Mesmo à falta de uma inserção de cada um desses textos na história mais geral do Mercosul, os trabalhos selecionados pelo autor são importantes, na medida em que permitem uma aproximação ao que seria uma primeira “história oral” desse esquema de integração, ainda hoje carente – pelo menos no Brasil – de uma história oficial ou oficiosa que reconstitua, minuciosamente, suas diferentes etapas desde os anos de integração bilateral com a Argentina até o período atual, marcado por uma espécie de Entzauberung integracionista. O tom de vários textos é marcadamente otimista e “defensivo”, como corresponde, talvez, a questionamentos da imprensa ou da comunidade de negócios a respeito dos benefícios reais do Mercosul para a sociedade e para a economia brasileiras. Em vários outros, possivelmente voltados para platéias não especializadas, os objetivos didáticos aparecem mais explícitos, com extensas explicações sobre o funcionamento de determinados mecanismos do bloco, em face das regras multilaterais de comércio e da pequena selva burocrática na normatividade mercosuliana que o autor ajudou a construir.
Alguns dos textos tratam das relações do Mercosul com parceiros próximos – como o Chile, a Venezuela e outros países do Grupo Andino – ao passo que outros abordam problemas específicos: fundos regionais, aplicação das normas do Mercosul pelos juízes nacionais ou, ainda, o sempre presente problema institucional. Se o Brasil sempre se mostrou “ofensivo” na expansão comercial do Mercosul em direção de novos mercados, ele também se mostrou arredio em matéria institucional, opondo-se a sucessivas demandas – dos demais sócios, ou atendendo a sugestões de juristas – por maior grau de institucionalidade (que, para alguns, queria dizer supranacionalidade).

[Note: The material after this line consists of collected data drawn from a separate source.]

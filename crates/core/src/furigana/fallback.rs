use super::matcher::AlignedSegment;

/// Pairs base and annotation code point by code point.
///
/// The shorter side is padded with empty strings, so no character of the
/// longer side is lost.
pub fn rubify_every_character(base: &str, annotation: &str) -> Vec<AlignedSegment> {
    let mut base_chars = base.chars();
    let mut annotation_chars = annotation.chars();
    let mut segments = Vec::new();
    loop {
        let b = base_chars.next();
        let a = annotation_chars.next();
        if b.is_none() && a.is_none() {
            break;
        }
        segments.push(AlignedSegment {
            base: b.map(String::from).unwrap_or_default(),
            annotation: a.map(String::from).unwrap_or_default(),
        });
    }
    segments
}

Parece ser uma regra das instituições burocráticas o fato de que problemas complexos não são jamais resolvidos: eles apenas entram no rol de itens da “agenda permanente” que passam a figurar em cada reunião do bloco: tais podem ser os casos do regime automotivo do Mercosul (mais exatamente bilateral, Brasil-Argentina), ou da eterna salvaguarda argentina imposta ao açúcar do Brasil. Aliás, falar em “regime automotivo do Mercosul” seria conceder-lhe um status superior ao merecido, como sistema de comércio bilateral administrado que de fato é, como nos velhos tempos do mercantilismo. Quanto ao açúcar, não há nada de especificamente mercosuliano em sua inadequação aos padrões do livre-comércio: trata-se, certamente, do primeiro produto na história mundial das commodities a gozar de regras especiais de proteção e subsídio em vários países da primeira revolução industrial – mais exatamente a partir do açúcar de beterraba surgido com a revolução francesa e o bloqueio continental operado pela Inglaterra – e que será, provavelmente, o último dos produtos a entrar num regime normal de comércio, talvez daqui a mais 150 anos. Bem, espera-se que, até lá, o Mercosul tenha chegado ao prometido mercado comum.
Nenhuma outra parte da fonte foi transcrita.